Je commence cette semaine à proposer les suppléments gratuits manquants pour les articles récemment parus. Voici le premier, qui complète l'article paru dans le n°43 de Ligne de front sur la conquête de la Prusse-Orientale : le témoignage d'un ancien officier des éclaireurs soviétiques, qui a servi dans cette campagne.
Vladimir
Spindler, étudiant au déclenchement de Barbarossa, s'enrôle
fin 1941 dans l'Armée Rouge. En février 1942, il est sur le front
du Volkhov, près de Léningrad, au sein de la 286ème division de
fusiliers. Spindler devient rapidement chef d'escouade et, de fait,
commandant de la section de reconnaissance : il acquiert son
expérience « sur le tas ». En septembre 1942, il
accomplit avec son groupe une mission particulèrement périlleuse en
vue de l'offensive de Siniavino, devant Léningrad. Devenu lieutenant
au 1er janvier 1943, Spindler rejoint la 73ème brigade de fusiliers
marins. Il participe à l'offensive pour lever le blocus de Léningrad
ce même mois. La brigade est disssoute en septembre et Spindler
reversé dans l'infanterie : il rejoint le 406ème régiment de
la 124ème division de fusiliers. Il raconte avec émotion comment
ses hommes viennent à bout d'un char Tigre, repéré grâce à
une interception radio, mais que les Allemands parviennent à tracter
vers leurs arrières. En prévision de l'offensive pour dégager
Léningrad, en janvier 1944, Spindler mène un groupe de 20 hommes et
surprend un observateur allemand isolé dans sa tranchée, ramené
prisonnier. Il est décoré pour une autre mission du même genre,
menée le 19 janvier, de l'ordre de l'Etoile Rouge. Blessé, il
refuse de quitter le front. Rattachée à la 59ème armée, la 124ème
division de fusiliers à laquelle appartient Spindler mène de durs
combats en juillet 1944 pour s'emparer des îles de la baie de
Vyborg. La division perd plus de 1 000 hommes et elle est mise au
repos près de Vybord fin juillet. Devenu capitaine, Spindler
commande la reconnaissance du 406ème régiment de fusiliers. Son
unité entre en Prusse Orientale.
" Aussitôt
que nous nous trouvons en territoire ennemi, nous souhaitons prendre
notre revanche pour les destructions, pillages et autres incendies de
villages réalisés par les Allemands. Nous recevons ensuite l'ordre
de bien nous comporter avec la population et de respecter les biens
matériels. Nous ne réglons pas nos comptes avec les prisonniers de
guerre ou les civils.
En
Prusse-Orientale, je parviens à monter et à réaliser une mission
de reconnaissance pour ramener une « langue ». Pas
très loin derrière notre première ligne de défense, il y a un
grand moulin. Je grimpe dessus et, à travers une fente, j'ai une vue
parfaite sur la tranchée ennemie. Un endroit attire mon attention :
il y a un abri à côté d'un emplacement d'arme lourde. Je reçois
l'ordre de faire un prisonnier. J'envoie chercher le commandant de la
section de mortiers : en regardant par la fente, il peut ainsi
régler le tir de ses tubes sur des cibles pré-sélectionnées. Pour
ne pas révéler nos intentions, nous rusons. Nous tirons d'abord 5
obus au même en droit dans la tranchée allemande, puis un obus sur
l'objectif, enfin d'autres obus sur un autre endroit de la tranchée.

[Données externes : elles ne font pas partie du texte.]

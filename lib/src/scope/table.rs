use std::path::Path;
use std::sync::Arc;

use rustc_hash::FxHashMap;
use serde_json::Value;

use crate::error::{Chainable, ErrorKind, Result};
use crate::page::Page;
use crate::scope::{ScopeGenerator, ScopeResolver};

pub type Handler = dyn Fn(&Page, &[Page]) -> Result<Value> + Send + Sync;

/// Scope generators registered from Rust.
///
/// A sibling `<page>.scope` file holds the name of a registered handler.
/// This is how an embedding program supplies scope without shipping code
/// in the content tree.
#[derive(derive_more::Debug, Default, Clone)]
pub struct HandlerTable {
    #[debug("{:?}", handlers.keys().collect::<Vec<_>>())]
    handlers: FxHashMap<String, Arc<Handler>>,
}

#[derive(derive_more::Debug)]
struct NamedHandler {
    name: String,
    #[debug(skip)]
    handler: Arc<Handler>,
}

impl HandlerTable {
    pub const EXTENSION: &'static str = "scope";

    pub fn new() -> Self {
        HandlerTable::default()
    }

    pub fn register<F>(mut self, name: &str, handler: F) -> Self
        where F: Fn(&Page, &[Page]) -> Result<Value> + Send + Sync + 'static
    {
        self.handlers.insert(name.to_string(), Arc::new(handler));
        self
    }

    pub fn get(&self, name: &str) -> Option<&Arc<Handler>> {
        self.handlers.get(name)
    }
}

impl ScopeResolver for HandlerTable {
    fn extensions(&self) -> &[&str] {
        &[HandlerTable::EXTENSION]
    }

    fn load(&self, path: &Path, relative: &str) -> Result<Arc<dyn ScopeGenerator>> {
        let contents = std::fs::read_to_string(path)
            .chain_with(|| error!("failed to read scope file", "scope generator" => relative))?;

        let name = contents.trim();
        match self.get(name) {
            Some(handler) => Ok(Arc::new(NamedHandler {
                name: name.to_string(),
                handler: handler.clone(),
            })),
            None => Err(error! {
                "scope file names an unregistered handler",
                "scope generator" => relative,
                "handler" => name,
            }.with_kind(ErrorKind::ScopeGenerator)),
        }
    }
}

impl ScopeGenerator for NamedHandler {
    fn generate(&self, page: &Page, pages: &[Page]) -> Result<Value> {
        (self.handler)(page, pages)
            .chain_with(|| error!("scope handler failed", "handler" => &self.name))
    }
}

#[cfg(test)]
mod tests {
    use super::*;

    #[test]
    fn unregistered_handler_is_not_invocable() {
        let dir = tempfile::tempdir().unwrap();
        let path = dir.path().join("a.scope");
        std::fs::write(&path, " nope \n").unwrap();

        let table = HandlerTable::new().register("yes", |_, _| Ok(Value::Null));
        let error = table.load(&path, "a.scope").unwrap_err();
        assert_eq!(error.kind(), ErrorKind::ScopeGenerator);
        assert!(error.to_string().contains("nope"));

        std::fs::write(&path, "yes").unwrap();
        assert!(table.load(&path, "a.scope").is_ok());
    }
}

Nous répétons ce tir « désorganisé » deux
fois. Pendant la répétition, j'observe sur ma montre qu'il s'écoule
60 secondes environ entre le départ des coups de mortiers et
l'explosion. Un long tir de mitrailleuses doit constituer le signal
pour le barrage de mortiers.
J'inclus
dans mon groupe un fantassin avec une mitrailleuse légère et, de
nuit, nous nous engageons dans le no-man's-land. Je préviens
tout le monde qu'après avoir pénétré dans la tranchée allemande,
nous aurons 40 secondes pour accomplir la mission, car des obus de
mortiers amis tomberont sur la position. 40 secondes et pas une de
plus, « langue » ou pas ! Juste avant l'aube,
nous approchons de l'objectif. J'ordonne au fantassin de tirer une
longue rafale avec sa mitrailleuse légère. Celui-ci expédie un
chargeur circulaire complet pour faire sortir les Allemands de leur
abri. Mes hommes ne perdent pas de temps : ils tombent dans la
tranchée, attrapent un Allemand et repartent aussitôt. Ensuite, le
silence à nouveau. Nous délivrons le prisonnier sans pertes. Quand
les Allemands à moitié réveillés se tiennent enfin dans leurs
tranchées, ils reçoivent les obus de mortiers sur la tête. On
pense qu'une section a été anéantie. En représailles, les
Allemands bombardent notre première ligne et visent également le
moulin, se doutant d'où le coup est venu. Il est cependant trop tard
car tous nos hommes sont abrités. Il y a deux vélos appuyés contre
le moulin. Par signes, je demande au prisonnier s'il sait pédaler et
il me répond que oui : je lui intime l'ordre de me suivre en
vélo en montrant mon pistolet pour bien lui faire comprendre qu'il
ne doit pas songer à autre chose. Je l'emmène au QG du régiment où
l'on me demande ce qui est arrivé à ma section et pourquoi
l'artillerie allemande a tiré...
Un
autre épisode se déroule près de la ville de Goldap, alors que les
Allemands sont en pleine retraite. Notre groupe de reconnaissance
patrouille dans les forêts à la recherche de détachements ennemis.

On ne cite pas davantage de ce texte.